**Problem to work on**
Your reply should reproduce each record precisely as written.

**The data**
//! Runtime configuration: which dialect to talk to and how to reach it.
//!
//! Values come from an optional `config.json` in the data directory, then
//! environment variables on top. Each key is looked up as `EXPENSES_<KEY>`
//! first and then under its bare legacy name (`RDBM`, `HOST`, `USER`, ...).

use serde::{Deserialize, Serialize};
use std::{
    env, fmt, fs,
    path::{Path, PathBuf},
    str::FromStr,
};

use crate::{
    errors::{ExpenseError, Result},
    utils,
};

pub const DEFAULT_TABLE: &str = "expenses_list";
const ENV_PREFIX: &str = "EXPENSES_";

/// Database backend selected at runtime.
#[derive(Debug, Clone, Copy, PartialEq, Eq, Serialize, Deserialize)]
#[serde(rename_all = "lowercase")]
pub enum Dialect {
    #[serde(rename = "mysql")]
    MySql,
    #[serde(rename = "postgresql", alias = "postgres")]
    PostgreSql,
    Sqlite,
}

impl Dialect {
    pub fn as_str(&self) -> &'static str {
        match self {
            Dialect::MySql => "mysql",
            Dialect::PostgreSql => "postgresql",
            Dialect::Sqlite => "sqlite",
        }
    }
}

impl fmt::Display for Dialect {
    fn fmt(&self, f: &mut fmt::Formatter<'_>) -> fmt::Result {
        f.write_str(self.as_str())
    }
}

impl FromStr for Dialect {
    type Err = ExpenseError;

    fn from_str(value: &str) -> Result<Self> {
        match value.trim().to_ascii_lowercase().as_str() {
            "mysql" => Ok(Dialect::MySql),
            "postgresql" | "postgres" => Ok(Dialect::PostgreSql),
            "sqlite" => Ok(Dialect::Sqlite),
            other => Err(ExpenseError::Config(format!(
                "`{other}` is an incorrect RDBM choice (expected mysql, postgresql or sqlite)"
            ))),
        }
    }
}

/// Storage layout: one flat relation, or expenses referencing a category table.
#[derive(Debug, Clone, Copy, Default, PartialEq, Eq, Serialize, Deserialize)]
#[serde(rename_all = "lowercase")]
pub enum SchemaLayout {
    #[default]
    Flat,
    Normalized,
}

impl FromStr for SchemaLayout {
    type Err = ExpenseError;

    fn from_str(value: &str) -> Result<Self> {
        match value.trim().to_ascii_lowercase().as_str() {
            "flat" => Ok(SchemaLayout::Flat),
            "normalized" | "normalised" => Ok(SchemaLayout::Normalized),
            other => Err(ExpenseError::Config(format!(
                "unknown schema layout `{other}` (expected flat or normalized)"
            ))),
        }
    }
}

/// Fully resolved configuration, built once at startup and passed by reference.
#[derive(Debug, Clone, PartialEq, Serialize, Deserialize)]
pub struct Config {
    pub dialect: Dialect,
    #[serde(skip_serializing_if = "Option::is_none")]
    pub host: Option<String>,
    #[serde(skip_serializing_if = "Option::is_none")]
    pub port: Option<u16>,
    #[serde(skip_serializing_if = "Option::is_none")]
    pub user: Option<String>,
    #[serde(skip_serializing_if = "Option::is_none")]
    pub password: Option<String>,
    #[serde(skip_serializing_if = "Option::is_none")]
    pub database: Option<String>,
    #[serde(skip_serializing_if = "Option::is_none")]
    pub filename: Option<PathBuf>,
    #[serde(default)]
    pub layout: SchemaLayout,
    pub table: String,
}

impl Config {
    /// SQLite configuration pointing at `filename`, mostly useful for tests.
    pub fn sqlite(filename: impl Into<PathBuf>, layout: SchemaLayout) -> Self {
        Self {
            dialect: Dialect::Sqlite,
            host: None,
            port: None,
            user: None,
            password: None,
            database: None,
            filename: Some(filename.into()),
            layout,
            table: DEFAULT_TABLE.into(),
        }
    }

    /// Name of the database on a server dialect.
    pub fn database_name(&self) -> Result<&str> {
        self.database
            .as_deref()
            .filter(|name| !name.trim().is_empty())
            .ok_or_else(|| {
                ExpenseError::Config(format!("no database name configured for {}", self.dialect))
            })
    }

    pub fn host_or_default(&self) -> &str {
        self.host.as_deref().unwrap_or("localhost")
    }
}

/// Partial configuration as stored in `config.json`.
#[derive(Debug, Clone, Default, Serialize, Deserialize)]
pub struct ConfigFile {
    #[serde(default)]
    pub dialect: Option<String>,
    #[serde(default)]
    pub host: Option<String>,
    #[serde(default)]
    pub port: Option<u16>,
    #[serde(default)]
    pub user: Option<String>,
    #[serde(default)]
    pub password: Option<String>,
    #[serde(default)]
    pub database: Option<String>,
    #[serde(default)]
    pub filename: Option<PathBuf>,
    #[serde(default)]
    pub layout: Option<String>,
    #[serde(default)]
    pub table: Option<String>,
}

pub struct ConfigManager {
    base: PathBuf,
    path: PathBuf,
}

impl ConfigManager {
    pub fn new() -> Self {
        Self::with_base_dir(utils::app_data_dir())
    }

    pub fn with_base_dir(base: PathBuf) -> Self {
        let path = utils::config_file_in(&base);
        Self { base, path }
    }

    pub fn path(&self) -> &Path {
        &self.path
    }

    pub fn load_file(&self) -> Result<ConfigFile> {
        if self.path.exists() {
            let data = fs::read_to_string(&self.path)?;
            Ok(serde_json::from_str(&data)?)
        } else {
            Ok(ConfigFile::default())
        }
    }

    /// Resolves the configuration against the process environment.
    pub fn resolve(&self) -> Result<Config> {
        self.resolve_with(|key| env::var(key).ok())
    }

    /// Resolves the configuration using `lookup` in place of the environment.
    pub fn resolve_with<F>(&self, lookup: F) -> Result<Config>
    where
        F: Fn(&str) -> Option<String>,
    {
        let file = self.load_file()?;
        let var = |keys: &[&str]| -> Option<String> {
            keys.iter()
                .flat_map(|key| [format!("{ENV_PREFIX}{key}"), key.to_string()])
                .find_map(|key| lookup(&key))
                .filter(|value| !value.is_empty())
        };

        let dialect = var(&["RDBM"]).or(file.dialect).ok_or_else(|| {
            ExpenseError::Config(
                "no database selected; set RDBM to mysql, postgresql or sqlite".into(),
            )
        })?;
        let dialect = dialect.parse::<Dialect>()?;

        let port = match var(&["PORT"]) {
            Some(raw) => Some(raw.parse::<u16>().map_err(|_| {
                ExpenseError::Config(format!("`{raw}` is not a valid port"))
            })?),
            None => file.port,
        };

        let layout = match var(&["SCHEMA"]).or(file.layout) {
            Some(raw) => raw.parse::<SchemaLayout>()?,
            None => SchemaLayout::default(),
        };

        // relative paths in config.json are anchored at the directory holding it
        let filename = var(&["FILENAME"])
            .map(PathBuf::from)
            .or_else(|| file.filename.map(|path| self.base.join(path)));
        let filename = match dialect {
            Dialect::Sqlite => {
                Some(filename.unwrap_or_else(|| utils::default_sqlite_file_in(&self.base)))
            }
            _ => filename,
        };

        Ok(Config {
            dialect,
            host: var(&["HOST"]).or(file.host),
            port,
            user: var(&["USER"]).or(file.user),
            password: var(&["PASSWORD"]).or(file.password),
            database: var(&["DB", "DATABASE"]).or(file.database),
            filename,
            layout,
            table: var(&["TABLE"])
                .or(file.table)
                .unwrap_or_else(|| DEFAULT_TABLE.to_string()),
        })
    }
}

impl Default for ConfigManager {
    fn default() -> Self {
        Self::new()
    }
}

**Written answer**
//! Runtime configuration: which dialect to talk to and how to reach it.
//!
//! Values come from an optional `config.json` in the data directory, then
//! environment variables on top. Each key is looked up as `EXPENSES_<KEY>`
//! first and then under its bare legacy name (`RDBM`, `HOST`, `USER`, ...).

use serde::{Deserialize, Serialize};
use std::{
    env, fmt, fs,
    path::{Path, PathBuf},
    str::FromStr,
};

use crate::{
    errors::{ExpenseError, Result},
    utils,
};

pub const DEFAULT_TABLE: &str = "expenses_list";
const ENV_PREFIX: &str = "EXPENSES_";

/// Database backend selected at runtime.
#[derive(Debug, Clone, Copy, PartialEq, Eq, Serialize, Deserialize)]
#[serde(rename_all = "lowercase")]
pub enum Dialect {
    #[serde(rename = "mysql")]
    MySql,
    #[serde(rename = "postgresql", alias = "postgres")]
    PostgreSql,
    Sqlite,
}

impl Dialect {
    pub fn as_str(&self) -> &'static str {
        match self {
            Dialect::MySql => "mysql",
            Dialect::PostgreSql => "postgresql",
            Dialect::Sqlite => "sqlite",
        }
    }
}

impl fmt::Display for Dialect {
    fn fmt(&self, f: &mut fmt::Formatter<'_>) -> fmt::Result {
        f.write_str(self.as_str())
    }
}

impl FromStr for Dialect {
    type Err = ExpenseError;

    fn from_str(value: &str) -> Result<Self> {
        match value.trim().to_ascii_lowercase().as_str() {
            "mysql" => Ok(Dialect::MySql),
            "postgresql" | "postgres" => Ok(Dialect::PostgreSql),
            "sqlite" => Ok(Dialect::Sqlite),
            other => Err(ExpenseError::Config(format!(
                "`{other}` is an incorrect RDBM choice (expected mysql, postgresql or sqlite)"
            ))),
        }
    }
}

/// Storage layout: one flat relation, or expenses referencing a category table.
#[derive(Debug, Clone, Copy, Default, PartialEq, Eq, Serialize, Deserialize)]
#[serde(rename_all = "lowercase")]
pub enum SchemaLayout {
    #[default]
    Flat,
    Normalized,
}

impl FromStr for SchemaLayout {
    type Err = ExpenseError;

    fn from_str(value: &str) -> Result<Self> {
        match value.trim().to_ascii_lowercase().as_str() {
            "flat" => Ok(SchemaLayout::Flat),
            "normalized" | "normalised" => Ok(SchemaLayout::Normalized),
            other => Err(ExpenseError::Config(format!(
                "unknown schema layout `{other}` (expected flat or normalized)"
            ))),
        }
    }
}

/// Fully resolved configuration, built once at startup and passed by reference.
#[derive(Debug, Clone, PartialEq, Serialize, Deserialize)]
pub struct Config {
    pub dialect: Dialect,
    #[serde(skip_serializing_if = "Option::is_none")]
    pub host: Option<String>,
    #[serde(skip_serializing_if = "Option::is_none")]
    pub port: Option<u16>,
    #[serde(skip_serializing_if = "Option::is_none")]
    pub user: Option<String>,
    #[serde(skip_serializing_if = "Option::is_none")]
    pub password: Option<String>,
    #[serde(skip_serializing_if = "Option::is_none")]
    pub database: Option<String>,
    #[serde(skip_serializing_if = "Option::is_none")]
    pub filename: Option<PathBuf>,
    #[serde(default)]
    pub layout: SchemaLayout,
    pub table: String,
}

impl Config {
    /// SQLite configuration pointing at `filename`, mostly useful for tests.
    pub fn sqlite(filename: impl Into<PathBuf>, layout: SchemaLayout) -> Self {
        Self {
            dialect: Dialect::Sqlite,
            host: None,
            port: None,
            user: None,
            password: None,
            database: None,
            filename: Some(filename.into()),
            layout,
            table: DEFAULT_TABLE.into(),
        }
    }

    /// Name of the database on a server dialect.
    pub fn database_name(&self) -> Result<&str> {
        self.database
            .as_deref()
            .filter(|name| !name.trim().is_empty())
            .ok_or_else(|| {
                ExpenseError::Config(format!("no database name configured for {}", self.dialect))
            })
    }

    pub fn host_or_default(&self) -> &str {
        self.host.as_deref().unwrap_or("localhost")
    }
}

/// Partial configuration as stored in `config.json`.
#[derive(Debug, Clone, Default, Serialize, Deserialize)]
pub struct ConfigFile {
    #[serde(default)]
    pub dialect: Option<String>,
    #[serde(default)]
    pub host: Option<String>,
    #[serde(default)]
    pub port: Option<u16>,
    #[serde(default)]
    pub user: Option<String>,
    #[serde(default)]
    pub password: Option<String>,
    #[serde(default)]
    pub database: Option<String>,
    #[serde(default)]
    pub filename: Option<PathBuf>,
    #[serde(default)]
    pub layout: Option<String>,
    #[serde(default)]
    pub table: Option<String>,
}

pub struct ConfigManager {
    base: PathBuf,
    path: PathBuf,
}

impl ConfigManager {
    pub fn new() -> Self {
        Self::with_base_dir(utils::app_data_dir())
    }

    pub fn with_base_dir(base: PathBuf) -> Self {
        let path = utils::config_file_in(&base);
        Self { base, path }
    }

    pub fn path(&self) -> &Path {
        &self.path
    }

    pub fn load_file(&self) -> Result<ConfigFile> {
        if self.path.exists() {
            let data = fs::read_to_string(&self.path)?;
            Ok(serde_json::from_str(&data)?)
        } else {
            Ok(ConfigFile::default())
        }
    }

    /// Resolves the configuration against the process environment.
    pub fn resolve(&self) -> Result<Config> {
        self.resolve_with(|key| env::var(key).ok())
    }

    /// Resolves the configuration using `lookup` in place of the environment.
    pub fn resolve_with<F>(&self, lookup: F) -> Result<Config>
    where
        F: Fn(&str) -> Option<String>,
    {
        let file = self.load_file()?;
        let var = |keys: &[&str]| -> Option<String> {
            keys.iter()
                .flat_map(|key| [format!("{ENV_PREFIX}{key}"), key.to_string()])
                .find_map(|key| lookup(&key))
                .filter(|value| !value.is_empty())
        };

        let dialect = var(&["RDBM"]).or(file.dialect).ok_or_else(|| {
            ExpenseError::Config(
                "no database selected; set RDBM to mysql, postgresql or sqlite".into(),
            )
        })?;
        let dialect = dialect.parse::<Dialect>()?;

        let port = match var(&["PORT"]) {
            Some(raw) => Some(raw.parse::<u16>().map_err(|_| {
                ExpenseError::Config(format!("`{raw}` is not a valid port"))
            })?),
            None => file.port,
        };

        let layout = match var(&["SCHEMA"]).or(file.layout) {
            Some(raw) => raw.parse::<SchemaLayout>()?,
            None => SchemaLayout::default(),
        };

        // relative paths in config.json are anchored at the directory holding it
        let filename = var(&["FILENAME"])
            .map(PathBuf::from)
            .or_else(|| file.filename.map(|path| self.base.join(path)));
        let filename = match dialect {
            Dialect::Sqlite => {
                Some(filename.unwrap_or_else(|| utils::default_sqlite_file_in(&self.base)))
            }
            _ => filename,
        };

        Ok(Config {
            dialect,
            host: var(&["HOST"]).or(file.host),
            port,
            user: var(&["USER"]).or(file.user),
            password: var(&["PASSWORD"]).or(file.password),
            database: var(&["DB", "DATABASE"]).or(file.database),
            filename,
            layout,
            table: var(&["TABLE"])
                .or(file.table)
                .unwrap_or_else(|| DEFAULT_TABLE.to_string()),
        })
    }
}

impl Default for ConfigManager {
    fn default() -> Self {
        Self::new()
    }
}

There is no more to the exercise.